== Input
//! The connect handshake shared by all three roles.
//!
//! 1. intent — exactly 2 bytes (`P\r`, `S\r`, `C\r`).  The role is fixed
//!    by the port the client connected to; the token is a sanity check and
//!    a mismatch is logged, not fatal.
//! 2. name — bytes up to the first CR, at most 255 of them.
//! 3. ack — the server sends one CR back.
//!
//! Reads go through the connection's `BufReader` so that bytes pipelined
//! after the name's CR (a publisher's first frame, say) stay buffered for
//! the role loop instead of being lost.

use rr_protocol::{INTENT_LEN, MAX_NAME_BYTES, TERMINATOR};
use thiserror::Error;
use tokio::io::{AsyncBufReadExt, AsyncReadExt, AsyncWriteExt, BufReader};
use tokio::net::tcp::{OwnedReadHalf, OwnedWriteHalf};
use tracing::warn;

#[derive(Debug, Error)]
pub enum HandshakeError {
    #[error("peer closed during handshake")]
    Closed,
    #[error("client name exceeds {MAX_NAME_BYTES} bytes")]
    NameTooLong,
    #[error("client name is not valid UTF-8")]
    NameNotUtf8,
    #[error(transparent)]
    Io(#[from] std::io::Error),
}

/// Drive the handshake to completion and return the client name.
pub async fn perform(
    reader: &mut BufReader<OwnedReadHalf>,
    writer: &mut OwnedWriteHalf,
    expected_intent: [u8; INTENT_LEN],
    conn_id: u64,
) -> Result<String, HandshakeError> {
    // Intent: read exactly 2 bytes.
    let mut intent = [0u8; INTENT_LEN];
    reader.read_exact(&mut intent).await.map_err(|e| {
        if e.kind() == std::io::ErrorKind::UnexpectedEof {
            HandshakeError::Closed
        } else {
            HandshakeError::Io(e)
        }
    })?;
    if intent != expected_intent {
        warn!(
            conn_id,
            got = ?String::from_utf8_lossy(&intent),
            expected = ?String::from_utf8_lossy(&expected_intent),
            "unexpected intent token, continuing"
        );
    }

    // Name: up to the first CR, capped.
    let mut raw = Vec::new();
    let mut limited = (&mut *reader).take((MAX_NAME_BYTES + 1) as u64);
    limited.read_until(TERMINATOR, &mut raw).await?;

    if raw.last() == Some(&TERMINATOR) {
        raw.pop();
    } else if raw.len() > MAX_NAME_BYTES {
        return Err(HandshakeError::NameTooLong);
    } else {
        // EOF before the terminator arrived.
        return Err(HandshakeError::Closed);
    }
    let name = String::from_utf8(raw).map_err(|_| HandshakeError::NameNotUtf8)?;

    // Ack.
    writer.write_all(&[TERMINATOR]).await?;

    Ok(name)
}

#[cfg(test)]
mod tests {
    use super::*;
    use rr_protocol::INTENT_SUBSCRIBER;
    use tokio::net::{TcpListener, TcpStream};

    async fn pair() -> (TcpStream, TcpStream) {
        let listener = TcpListener::bind("127.0.0.1:0").await.unwrap();
        let addr = listener.local_addr().unwrap();
        let client = TcpStream::connect(addr).await.unwrap();
        let (server, _) = listener.accept().await.unwrap();
        (client, server)
    }

    #[tokio::test]
    async fn handshake_extracts_name_and_acks() {
        let (mut client, server) = pair().await;
        let (rd, mut wr) = server.into_split();
        let mut rd = BufReader::new(rd);

        let server_side =
            tokio::spawn(async move { perform(&mut rd, &mut wr, INTENT_SUBSCRIBER, 1).await });

        client.write_all(b"S\ralice\r").await.unwrap();
        let mut ack = [0u8; 1];
        client.read_exact(&mut ack).await.unwrap();
        assert_eq!(ack, [TERMINATOR]);

        let name = server_side.await.unwrap().unwrap();
        assert_eq!(name, "alice");
    }

    #[tokio::test]
    async fn bytes_after_the_name_are_not_consumed() {
        let (mut client, server) = pair().await;
        let (rd, mut wr) = server.into_split();
        let mut rd = BufReader::new(rd);

        // Name and first frame pipelined in a single segment.
        client.write_all(b"P\rpub1\rtopic|2|AB").await.unwrap();

        let name = perform(&mut rd, &mut wr, *b"P\r", 1).await.unwrap();
        assert_eq!(name, "pub1");

        let mut rest = vec![0u8; 10];
        rd.read_exact(&mut rest).await.unwrap();
        assert_eq!(rest, b"topic|2|AB");
    }

    #[tokio::test]
    async fn early_close_is_reported() {
        let (client, server) = pair().await;
        let (rd, mut wr) = server.into_split();
        let mut rd = BufReader::new(rd);

        drop(client);
        let err = perform(&mut rd, &mut wr, INTENT_SUBSCRIBER, 1)
            .await
            .unwrap_err();
        assert!(matches!(err, HandshakeError::Closed));
    }

    #[tokio::test]
    async fn unterminated_name_past_the_cap_is_rejected() {
        let (mut client, server) = pair().await;
        let (rd, mut wr) = server.into_split();
        let mut rd = BufReader::new(rd);

        let server_side =
            tokio::spawn(async move { perform(&mut rd, &mut wr, INTENT_SUBSCRIBER, 1).await });

        let long = vec![b'x'; MAX_NAME_BYTES + 10];
        client.write_all(b"S\r").await.unwrap();
        client.write_all(&long).await.unwrap();

        let err = server_side.await.unwrap().unwrap_err();
        assert!(matches!(err, HandshakeError::NameTooLong));
    }

    #[tokio::test]
    async fn mismatched_intent_is_tolerated() {
        let (mut client, server) = pair().await;
        let (rd, mut wr) = server.into_split();
        let mut rd = BufReader::new(rd);

        let server_side =
            tokio::spawn(async move { perform(&mut rd, &mut wr, INTENT_SUBSCRIBER, 1).await });

        client.write_all(b"P\rbob\r").await.unwrap();
        let name = server_side.await.unwrap().unwrap();
        assert_eq!(name, "bob");
    }
}
// rr-test-utils: Wire-protocol clients for exercising a live broker.
//
// Each client speaks the real byte protocol over a real socket: the 2-byte
// intent, the CR-terminated name, the CR ack, then frames or command
// lines.  Integration suites in the broker service drive end-to-end
// scenarios with these.

use rr_protocol::{Frame, FrameParser, INTENT_COMMANDER, INTENT_PUBLISHER, INTENT_SUBSCRIBER, TERMINATOR};
use std::io;
use std::net::SocketAddr;
use std::time::Duration;
use tokio::io::{AsyncReadExt, AsyncWriteExt};
use tokio::net::TcpStream;
use tokio::time::timeout;

/// Default patience for reads in test clients.
pub const RECV_TIMEOUT: Duration = Duration::from_secs(5);

async fn connect_with_intent(
    addr: SocketAddr,
    intent: [u8; 2],
    name: &str,
) -> io::Result<TcpStream> {
    let mut stream = TcpStream::connect(addr).await?;
    stream.write_all(&intent).await?;
    stream.write_all(name.as_bytes()).await?;
    stream.write_all(&[TERMINATOR]).await?;

    let mut ack = [0u8; 1];
    timeout(RECV_TIMEOUT, stream.read_exact(&mut ack))
        .await
        .map_err(|_| io::Error::new(io::ErrorKind::TimedOut, "no handshake ack"))??;
    if ack[0] != TERMINATOR {
        return Err(io::Error::new(
            io::ErrorKind::InvalidData,
            format!("unexpected ack byte {:#04x}", ack[0]),
        ));
    }
    Ok(stream)
}

// ---------------------------------------------------------------------------
// Publisher
// ---------------------------------------------------------------------------

/// A publisher-side client: handshakes as `P\r` and pushes frames.
pub struct TestPublisher {
    stream: TcpStream,
}

impl TestPublisher {
    pub async fn connect(addr: SocketAddr, name: &str) -> io::Result<Self> {
        let stream = connect_with_intent(addr, INTENT_PUBLISHER, name).await?;
        Ok(TestPublisher { stream })
    }

    /// Publish one frame as a single write.
    pub async fn publish(&mut self, topic: &str, payload: &[u8]) -> io::Result<()> {
        let wire = Frame::new(topic, payload.to_vec()).encode();
        self.stream.write_all(&wire).await
    }

    /// Write raw bytes — lets tests place read boundaries anywhere,
    /// including mid-frame.
    pub async fn send_raw(&mut self, bytes: &[u8]) -> io::Result<()> {
        self.stream.write_all(bytes).await?;
        self.stream.flush().await
    }

    /// Close the write side so the broker sees EOF.
    pub async fn shutdown(mut self) -> io::Result<()> {
        self.stream.shutdown().await
    }
}

// ---------------------------------------------------------------------------
// Subscriber
// ---------------------------------------------------------------------------

/// A subscriber-side client: handshakes as `S\r` and collects delivered
/// frames through the same streaming parser the wire contract defines.
pub struct TestSubscriber {
    stream: TcpStream,
    parser: FrameParser,
    ready: Vec<Frame>,
}

impl TestSubscriber {
    pub async fn connect(addr: SocketAddr, name: &str) -> io::Result<Self> {
        let stream = connect_with_intent(addr, INTENT_SUBSCRIBER, name).await?;
        Ok(TestSubscriber {
            stream,
            parser: FrameParser::new(64 * 1024 * 1024),
            ready: Vec::new(),
        })
    }

    /// Receive the next `n` frames, failing after [`RECV_TIMEOUT`].
    pub async fn recv_frames(&mut self, n: usize) -> io::Result<Vec<Frame>> {
        let mut buf = vec![0u8; 8192];
        while self.ready.len() < n {
            let read = timeout(RECV_TIMEOUT, self.stream.read(&mut buf))
                .await
                .map_err(|_| {
                    io::Error::new(
                        io::ErrorKind::TimedOut,
                        format!("got {} of {n} expected frames", self.ready.len()),
                    )
                })??;
            if read == 0 {
                return Err(io::Error::new(
                    io::ErrorKind::UnexpectedEof,
                    "broker closed the subscriber connection",
                ));
            }
            let frames = self
                .parser
                .feed(&buf[..read])
                .map_err(|e| io::Error::new(io::ErrorKind::InvalidData, e.to_string()))?;
            self.ready.extend(frames);
        }
        Ok(self.ready.drain(..n).collect())
    }

    pub async fn recv_frame(&mut self) -> io::Result<Frame> {
        Ok(self.recv_frames(1).await?.remove(0))
    }

    /// Assert that nothing arrives for `quiet` — the topic-isolation and
    /// expiry checks.  Errors if any byte shows up.
    pub async fn expect_silence(&mut self, quiet: Duration) -> io::Result<()> {
        if !self.ready.is_empty() {
            return Err(io::Error::new(
                io::ErrorKind::InvalidData,
                "parsed frames already waiting",
            ));
        }
        let mut buf = [0u8; 1];
        match timeout(quiet, self.stream.read(&mut buf)).await {
            Err(_) => Ok(()), // silence — as expected
            Ok(Ok(0)) => Err(io::Error::new(
                io::ErrorKind::UnexpectedEof,
                "broker closed the subscriber connection",
            )),
            Ok(Ok(_)) => Err(io::Error::new(
                io::ErrorKind::InvalidData,
                "unexpected delivery",
            )),
            Ok(Err(e)) => Err(e),
        }
    }

    /// Drop the connection abruptly (no shutdown), as a crashing client
    /// would.
    pub fn abort(self) {
        drop(self.stream);
    }
}

// ---------------------------------------------------------------------------
// Commander
// ---------------------------------------------------------------------------

/// A control-plane client: handshakes as `C\r` and sends command lines.
pub struct TestCommander {
    stream: TcpStream,
}

impl TestCommander {
    pub async fn connect(addr: SocketAddr, name: &str) -> io::Result<Self> {
        let stream = connect_with_intent(addr, INTENT_COMMANDER, name).await?;
        Ok(TestCommander { stream })
    }

    /// Issue a subscribe command and wait for the line ack.
    pub async fn subscribe(
        &mut self,
        subscriber: &str,
        patterns: &str,
        timeout_ms: u64,
    ) -> io::Result<()> {
        self.send_line(&format!("{subscriber}|subscribe|{patterns}|{timeout_ms}"))
            .await?;
        self.recv_ack().await
    }

    /// Send one CR-terminated line without waiting for the ack.
    pub async fn send_line(&mut self, line: &str) -> io::Result<()> {
        self.stream.write_all(line.as_bytes()).await?;
        self.stream.write_all(&[TERMINATOR]).await
    }

    /// Wait for the broker's CR ack.
    pub async fn recv_ack(&mut self) -> io::Result<()> {
        let mut ack = [0u8; 1];
        timeout(RECV_TIMEOUT, self.stream.read_exact(&mut ack))
            .await
            .map_err(|_| io::Error::new(io::ErrorKind::TimedOut, "no command ack"))??;
        if ack[0] != TERMINATOR {
            return Err(io::Error::new(
                io::ErrorKind::InvalidData,
                format!("unexpected ack byte {:#04x}", ack[0]),
            ));
        }
        Ok(())
    }

    /// True once the broker has dropped this connection (e.g. after a
    /// malformed command) — the next read sees EOF.
    pub async fn is_closed(&mut self) -> bool {
        let mut buf = [0u8; 1];
        matches!(
            timeout(RECV_TIMEOUT, self.stream.read(&mut buf)).await,
            Ok(Ok(0)) | Ok(Err(_))
        )
    }
}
====
The lines above, from the first through the one containing "that bytes pipelined", must be restated word for word, with nothing added.

→ Response to this task
//! The connect handshake shared by all three roles.
//!
//! 1. intent — exactly 2 bytes (`P\r`, `S\r`, `C\r`).  The role is fixed
//!    by the port the client connected to; the token is a sanity check and
//!    a mismatch is logged, not fatal.
//! 2. name — bytes up to the first CR, at most 255 of them.
//! 3. ack — the server sends one CR back.
//!
//! Reads go through the connection's `BufReader` so that bytes pipelined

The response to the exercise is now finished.